Effect of CAV-1 overexpression on the cytoprotective effect of PB2 against oxidative stress in Mes13 cells. (A) Cells were treated with PB2 (10 and 25 µM) under HG conditions (25 mM) for 12 h, and the expression levels of CAV-1 and p-CAV-1 were assessed by western blot analysis and statistically analyzed. ^**P<0.01 vs. control, ^##P<0.01 vs. HG. (B) Cells were transfected with pcDNA3.1-vector (negative control) or pcDNA3.1-CAV-1 for 48 h, and the expression levels of CAV-1 were assessed by western blot analysis and statistically analyzed. ^**P<0.01 vs. control. (C) Cells with or without pcDNA3.1-CAV-1 transfection were treated with PB2 (25 µM) under HG conditions (25 mM) for 12 h.
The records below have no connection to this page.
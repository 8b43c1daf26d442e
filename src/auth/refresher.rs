//! Refresh-call seam and the default implementation backed by the API's refresh endpoint.

// self
use crate::{
	_prelude::*,
	auth::{Credential, TokenSecret},
	client::RequestId,
	config::ClientConfig,
	http::{self, HttpTransport, Method, TransportBody, TransportRequest},
	normalize::ErrorNormalizer,
	obs::{self, CallKind},
};

/// Boxed future returned by [`TokenRefresher::refresh`].
pub type RefreshFuture<'a> = Pin<Box<dyn Future<Output = Result<Credential>> + 'a + Send>>;

/// Performs the network call that exchanges a rejected credential for a new one.
///
/// Implementations only make the call; single-flight coordination, persistence, and the
/// sign-out signal belong to [`AuthTokenManager`](crate::auth::AuthTokenManager).
pub trait TokenRefresher
where
	Self: 'static + Send + Sync,
{
	/// Exchanges `stale` (the credential the API rejected) for a fresh credential.
	fn refresh(&self, stale: Option<Credential>) -> RefreshFuture<'_>;
}

/// Refreshes by POSTing to `config.refresh_path` over the client's transport.
///
/// The request carries the rejected bearer token and, when one exists, a JSON body
/// `{"refresh_token": "..."}`. The response must contain `token` or `access_token` at the top
/// level or under `data`; a `refresh_token` field rotates the refresh secret, otherwise the old
/// one is kept.
pub struct EndpointRefresher<T>
where
	T: ?Sized + HttpTransport,
{
	transport: Arc<T>,
	normalizer: Arc<dyn ErrorNormalizer>,
	config: Arc<ClientConfig>,
}
impl<T> EndpointRefresher<T>
where
	T: ?Sized + HttpTransport,
{
	/// Creates a refresher sharing the client's transport, normalizer, and configuration.
	pub fn new(
		transport: Arc<T>,
		normalizer: Arc<dyn ErrorNormalizer>,
		config: Arc<ClientConfig>,
	) -> Self {
		Self { transport, normalizer, config }
	}

	fn request(&self, stale: Option<&Credential>) -> Result<TransportRequest> {
		let url = self.config.resolve(&self.config.refresh_path)?;
		let mut headers = self.config.default_headers.clone();

		headers.insert("accept".into(), "application/json".into());
		headers.insert("content-type".into(), "application/json".into());
		headers.insert("x-requested-with".into(), "XMLHttpRequest".into());
		headers.insert("x-request-id".into(), RequestId::generate().to_string());

		if let Some(credential) = stale {
			headers.insert("authorization".into(), credential.authorization());
		}

		let body = match stale.and_then(|credential| credential.refresh_token.as_ref()) {
			Some(secret) => serde_json::json!({ "refresh_token": secret.expose() }),
			None => serde_json::json!({}),
		};

		Ok(TransportRequest {
			method: Method::Post,
			url,
			headers,
			body: TransportBody::Bytes(Bytes::from(serde_json::to_vec(&body)?)),
		})
	}
}
impl<T> TokenRefresher for EndpointRefresher<T>
where
	T: ?Sized + HttpTransport,
{
	fn refresh(&self, stale: Option<Credential>) -> RefreshFuture<'_> {
		Box::pin(async move {
			obs::observe_call(CallKind::Refresh, Method::Post, &self.config.refresh_path, async {
				let request = self.request(stale.as_ref())?;
				let body = http::with_deadline(self.config.timeout, async {
					http::exchange(self.transport.as_ref(), request).await?.bytes().await
				})
				.await
				.map_err(|failure| self.normalizer.normalize(failure))?;

				credential_from_body(&body, stale.as_ref())
			})
			.await
		})
	}
}
impl<T> Debug for EndpointRefresher<T>
where
	T: ?Sized + HttpTransport,
{
	fn fmt(&self, f: &mut Formatter) -> FmtResult {
		f.debug_struct("EndpointRefresher").field("refresh_path", &self.config.refresh_path).finish()
	}
}

fn credential_from_body(body: &[u8], stale: Option<&Credential>) -> Result<Credential> {
	let payload: Value = serde_json::from_slice(body)?;
	let token = string_field(&payload, "token")
		.or_else(|| string_field(&payload, "access_token"))
		.ok_or_else(|| {
			NormalizedError::internal("Refresh response did not include an access token.")
		})?;
	let mut credential = Credential::bearer(token);

	credential.refresh_token = string_field(&payload, "refresh_token")
		.map(TokenSecret::new)
		.or_else(|| stale.and_then(|stale| stale.refresh_token.clone()));

	Ok(credential)
}

/// Looks `name` up at the top level, then under `data`.
fn string_field<'a>(payload: &'a Value, name: &str) -> Option<&'a str> {
	[Some(payload), payload.get("data")]
		.into_iter()
		.flatten()
		.find_map(|scope| scope.get(name).and_then(Value::as_str))
		.filter(|value| !value.is_empty())
}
Cell proliferation was assessed by MTT assay. ROS generation was assessed using a ROS assay kit and H₂O₂ generation was assessed using a H₂O₂ detection kit, and the results were statistically analyzed. ^**P<0.01 vs. CT-HG; ^##P<0.01 vs. CT-HG + PB2 (25 µM). (D) Cells transfected with or without pcDNA3.1-CAV-1 were treated with PB2 (25 µM) under HG conditions (25 mM) for 12 h. The expression levels of redoxosome-related proteins were assessed by western blot analysis and statistically analyzed. ^**P<0.01 vs. CT-HG; ^##P<0.01 vs. CT-HG + PB2 (25 µM). All data are presented as the mean ± SD of three independent experiments. PB2, procyanidin B2; HG, high glucose; CAV-1, caveolin-1; p-, phosphorylated; NOX4, NADPH oxidase 4; CT, control; TF, CAV-1 transfection.